Whittaker opens with a precise technical breakdown of what actually differentiates Signal from WhatsApp: while WhatsApp licenses Signal’s encryption protocol for message content, it does not encrypt metadata — who you contact, when, your contact list, group memberships, and profile photo. Signal encrypts the full stack, and as an open-source platform, allows independent code verification rather than requiring trust in the organization’s claims. She uses Signal’s public subpoena log at signal.org/bigbro to illustrate the gap between what governments expect to receive from a messaging platform and what Signal can actually produce.
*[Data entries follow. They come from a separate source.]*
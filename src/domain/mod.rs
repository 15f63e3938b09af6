//! Domain entities for rove-tui.
//!
//! This module contains the core widget model:
//! - TabController: roving focus and selection over an ordered tab set
//! - PanelDeck: the panels and figures the tabs switch between
//! - NavState: the collapsible navigation drawer

mod nav;
mod panels;
mod tabs;

pub use nav::{NavEntry, NavState};
pub use panels::{Figure, Panel, PanelDeck};
pub use tabs::{FigureId, PanelId, PanelSurface, TabController, TabDescriptor};
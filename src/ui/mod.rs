//! UI components for rove-tui.
//!
//! This module contains:
//! - layout: Main layout rendering
//! - input: Keyboard input handling
//! - widgets: Reusable UI widgets

pub mod input;
pub mod layout;
pub mod widgets;
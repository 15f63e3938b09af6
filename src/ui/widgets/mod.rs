//! Reusable UI widgets for rove-tui.

pub mod figure;
pub mod nav_drawer;
pub mod panel;
pub mod tab_bar;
The conversation expands into AI’s structural relationship with privacy, with Whittaker arguing that the dominant tech business model — collecting data via platforms to train models and sell targeted access — is incompatible with genuine privacy preservation. She applies this critique directly to AI agents: an agent planning a work dinner needs calendar access, browser access, and payment credentials, creating a significant data consolidation risk. Her concern about AI in high-stakes domains (nuclear, energy) is technically grounded rather than apocalyptic, distinguishing between reward hacking and emergent behavior risks versus more speculative existential framings.